Stephen Hawking: Forget Mars – humans can conquer MILKY WAY by 2200 | Science | News


In his final book Prof Hawking left behind a series of forecasts and warnings which could effect the human race.

One such problem is that Earth is becoming overpopulated and runaway climate change will destroy our planet.

For this reason, many experts such as Elon Musk and NASA have set their sights on colonising nearby celestial bodies such as Mars and the moon in order to ensure humanity’s future.

Prof Hawking, however, left behind much more ambitious missions, and believes in as little as 200 years, humans will have conquered interstellar travel and can begin colonising the Milky Way.

In his final book, Brief Answers to the Big Questions, Prof Hawking says humanity’s first stop outside of the solar system could be Proxima b – some 25 TRILLION miles away.

With todays technology, it could take up to three million years to reach the planet orbiting Proxima Centauri, but in 200 years it could take as little as a decade, says the former theoretical physicist.

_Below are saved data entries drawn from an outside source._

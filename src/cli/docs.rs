//! Documentation content for the attrcalc CLI

use super::CliError;

/// Available documentation categories
#[derive(Debug, Clone, Copy, PartialEq, Eq)]
pub enum DocCategory {
    Syntax,
    Operators,
    Attributes,
    Errors,
}

impl DocCategory {
    /// Parse category name from string
    pub fn from_name(s: &str) -> Option<Self> {
        match s.to_lowercase().replace('-', "_").as_str() {
            "syntax" => Some(Self::Syntax),
            "operators" | "ops" | "precedence" => Some(Self::Operators),
            "attributes" | "attribute" | "attrs" | "paths" => Some(Self::Attributes),
            "errors" | "error" => Some(Self::Errors),
            _ => None,
        }
    }
}

/// Get the docs overview (category listing)
pub fn get_docs_overview() -> &'static str {
    r#"ATTRIBUTE CALCULATOR DOCUMENTATION

The attribute calculator evaluates arithmetic expressions whose operands are
numbers or remote instrument attributes, e.g.

  ( sys/pwr/psu-01/current + 0.5 ) * 2

DOCUMENTATION CATEGORIES

  syntax            Tokens, spacing and brackets
  operators         The five operators, precedence and associativity
  attributes        How attribute paths are written
  errors            Every syntax error and what causes it

QUICK REFERENCE

  2 + 3 * 4         Precedence: [2, '+', [3, '*', 4]]
  ( 2 + 3 ) * 4     Brackets:   [[2, '+', 3], '*', 4]
  2 ^ 3 ^ 2         Right-associative power: [2, '^', [3, '^', 2]]
  a/b/c/d - 1       Attribute operand

Run 'attrcalc doc <category>' for detailed documentation.
"#
}

/// Get documentation for a specific category
pub fn get_doc_category(name: &str) -> Result<&'static str, CliError> {
    match DocCategory::from_name(name) {
        Some(DocCategory::Syntax) => Ok(SYNTAX_DOC),
        Some(DocCategory::Operators) => Ok(OPERATORS_DOC),
        Some(DocCategory::Attributes) => Ok(ATTRIBUTES_DOC),
        Some(DocCategory::Errors) => Ok(ERRORS_DOC),
        None => Err(CliError::UnknownCategory(name.to_string())),
    }
}

const SYNTAX_DOC: &str = r#"SYNTAX - Tokens and Brackets

TOKENS
  Operands, operators and brackets are separated by a space.

    2 + 3           valid
    2+3             invalid (one malformed token)

OPERANDS
  Numbers in decimal notation:
    42   -1   3.14   .5   1e-3

  Attributes as four-segment paths:
    sys/pwr/psu-01/current

  A negative number is written attached to its sign: -1. A lone '-' is
  always the subtraction operator.

BRACKETS
  Brackets may stand alone or be attached to the operand next to them:

    ( 2 + 3 ) * 4
    (2 + 3) * 4     same tree

  Only one bracket is taken off each side of a word, so '((2' is a malformed
  token. Write nested brackets apart: '( (2 + 3) )'.

ORDER
  Operands and operators must alternate, starting and ending with an operand.
  There is no implicit multiplication: '2 ( 3 )' is rejected.
"#;

const OPERATORS_DOC: &str = r#"OPERATORS - Precedence and Associativity

  ^     Power                     tightest, right-associative
  *     Multiplication            left-associative
  /     Division                  left-associative
  +     Addition                  loosest, left-associative
  -     Subtraction               left-associative

EXAMPLES
  2 + 3 * 4         [2, '+', [3, '*', 4]]
  8 / 4 * 2         [[8, '/', 4], '*', 2]
  8 - 4 - 2         [[8, '-', 4], '-', 2]
  2 ^ 3 ^ 2         [2, '^', [3, '^', 2]]

EVALUATION
  +, -, * and / use exact decimal arithmetic where possible, so
  0.1 + 0.2 evaluates to 0.3. ^ uses floating-point power.
  Division by zero and results that are not finite are errors.
"#;

const ATTRIBUTES_DOC: &str = r#"ATTRIBUTES - Remote Attribute Paths

FORMAT
  domain/family/member/attribute

  Exactly four segments separated by '/'. Each segment:
    - starts with a letter, digit or '-'
    - continues with any characters except space, '/', '(' and ')'

EXAMPLES
  sys/pwr/psu-01/current
  r3-a110311cab01/mag/psia-01/current

REJECTED
  sys/pwr/current             three segments
  sys/pwr/psu-01/current/     trailing slash
  sys//psu-01/current         empty segment
  _sys/pwr/psu-01/current     segment starts with '_'

VALUES
  'attrcalc eval' reads attribute values from a JSON object:

    attrcalc eval 'sys/pwr/psu-01/current * 2' \
      --values '{"sys/pwr/psu-01/current": 1.5}'
    => 3
"#;

const ERRORS_DOC: &str = r#"ERRORS - Syntax Errors

  invalid input in '<word>'
      The word is not a number, attribute, operator or bracket.
      Example: 'a// b/c/d + 1'

  '<word>' was expected to be an operator, but is an operand
      Two operands in a row. Example: '2 2'

  '<word>' was expected to be an operand, but is an operator
      Operator at the start, after another operator or after '('.
      Example: '+ 2'

  final token of expression is an operator: '<word>'
      Example: '2 +'

  opening bracket at position N is opened but never closed
      Example: '( 2 + 3'

  closing bracket at position N is closed but never opened
      Example: '2 + 3 )'

  expression is empty

Positions count characters from 0 in the expression as typed, even after
earlier bracket pairs have been matched. When an expression has both a bracket
error and an operand/operator ordering error, the bracket error is reported.
"#;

Prof Hawking wrote: “Proxima b, for example, … is the closest exoplanet to Earth but still four and a half light years away, and recent research indicates that it has some similarities to Earth.

“Travelling to these candidate worlds isn’t possible perhaps with today’s technology, but by using our imagination, we can make interstellar travel a long-term aim – in the next 200 to 500 years.”

The former Cambridge professor also claimed in his book that God does not exist.

He described his claim there is no afterlife or higher power as a “profound realisation”.

Professor Hawking wrote in the newly-published book: “We are free to believe what we want, and it’s my view that the simplest explanation is that there is no God.

“No one created the universe and no one directs our fate.

“This leads me to a profound realisation: there is probably no heaven and afterlife either.

“I think belief in the afterlife is just wishful thinking.”

Professor Hawking died at the age of 76 in the early hours of March 14 following a long battle with motor neurone disease.

He suffered from a rare early-onset slow-progressing form of amyotrophic lateral sclerosis (ALS), also known as motor neurone disease or Lou Gehrig’s disease.

He was diagnosed with MND in 1963 at the age of 21.

Doctors expected him to live for only two more years, but he had a form of the disease which progressed more slowly than usual.